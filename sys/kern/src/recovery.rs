// This Source Code Form is subject to the terms of the Mozilla Public
// License, v. 2.0. If a copy of the MPL was not distributed with this
// file, You can obtain one at https://mozilla.org/MPL/2.0/.

//! Recovering from faults in the algorithm.
//!
//! Uploaded algorithms are untrusted, so a memory fault while one is running
//! is an expected event. When the fault came from the runner, we throw the
//! algorithm away and restart the runner at the top of its loop on a fresh
//! stack; capture carries on and the host finds out through the error queue.
//! A fault anywhere else means the firmware itself is broken, and we stop.

use core::fmt;

use ringbuf::{ringbuf, ringbuf_entry};

use crate::arch;
use crate::conversion::Runtime;
use crate::fail;

/// What the architecture layer knows about a fault.
#[derive(Copy, Clone, Debug, Default, PartialEq, Eq)]
pub struct FaultContext {
    /// Stack pointer in use when the fault was taken.
    pub stack_pointer: u32,
    /// Whether the fault was taken from thread mode, as opposed to from
    /// another exception handler.
    pub from_thread_mode: bool,
    /// Whether the process stack was in use.
    pub from_process_stack: bool,
    /// Architecture-specific fault status, for the epitaph.
    pub status: u32,
    /// Faulting address, if the hardware recorded one.
    pub address: Option<u32>,
}

impl fmt::Display for FaultContext {
    fn fmt(&self, f: &mut fmt::Formatter<'_>) -> fmt::Result {
        write!(
            f,
            "fault in {} mode on {} stack, sp={:#010x} status={:#010x}",
            if self.from_thread_mode {
                "thread"
            } else {
                "handler"
            },
            if self.from_process_stack {
                "process"
            } else {
                "main"
            },
            self.stack_pointer,
            self.status,
        )?;
        if let Some(a) = self.address {
            write!(f, " addr={a:#010x}")?;
        }
        Ok(())
    }
}

/// Where a recovered runner picks up again.
#[derive(Copy, Clone, Debug)]
pub struct ResumePoint {
    /// Top of the runner's blocking loop.
    pub entry: fn() -> !,
    /// Initial stack pointer; the runner's stack starts over from here.
    pub stack_top: u32,
}

#[derive(Copy, Clone, Debug)]
pub enum Disposition {
    Resume(ResumePoint),
    Halt,
}

#[derive(Copy, Clone, Debug, PartialEq)]
enum Trace {
    None,
    Fault(FaultContext),
    Resumed { stack_top: u32 },
}

ringbuf!(Trace, 8, Trace::None);

/// Decides what to do about a fault. The algorithm is aborted either way.
pub fn on_fault(
    rt: &Runtime<'_>,
    ctx: &FaultContext,
    resume: ResumePoint,
) -> Disposition {
    ringbuf_entry!(Trace::Fault(*ctx));
    rt.abort();

    let in_runner = ctx.from_thread_mode
        && ctx.from_process_stack
        && rt.in_runner_stack(ctx.stack_pointer);
    if in_runner {
        ringbuf_entry!(Trace::Resumed {
            stack_top: resume.stack_top
        });
        Disposition::Resume(resume)
    } else {
        Disposition::Halt
    }
}

/// Handles a fault: either arranges for the runner to resume, or records why
/// we died and stops.
///
/// # Safety
///
/// Only the architecture's fault handler may call this, since resuming
/// rewrites the state the handler will return to.
pub unsafe fn recover(
    rt: &Runtime<'_>,
    ctx: &FaultContext,
    resume: ResumePoint,
) {
    match on_fault(rt, ctx, resume) {
        // Safety: passed on from our caller.
        Disposition::Resume(point) => unsafe { arch::force_resume(&point) },
        Disposition::Halt => fail::die(ctx),
    }
}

## Task statement
What is needed is an exact copy of the lines above, from the one containing "over from here." through the one containing "ringbuf_entry!(Trace::Fault(*ctx));", with nothing added.

## Written response
    /// Initial stack pointer; the runner's stack starts over from here.
    pub stack_top: u32,
}

#[derive(Copy, Clone, Debug)]
pub enum Disposition {
    Resume(ResumePoint),
    Halt,
}

#[derive(Copy, Clone, Debug, PartialEq)]
enum Trace {
    None,
    Fault(FaultContext),
    Resumed { stack_top: u32 },
}

ringbuf!(Trace, 8, Trace::None);

/// Decides what to do about a fault. The algorithm is aborted either way.
pub fn on_fault(
    rt: &Runtime<'_>,
    ctx: &FaultContext,
    resume: ResumePoint,
) -> Disposition {
    ringbuf_entry!(Trace::Fault(*ctx));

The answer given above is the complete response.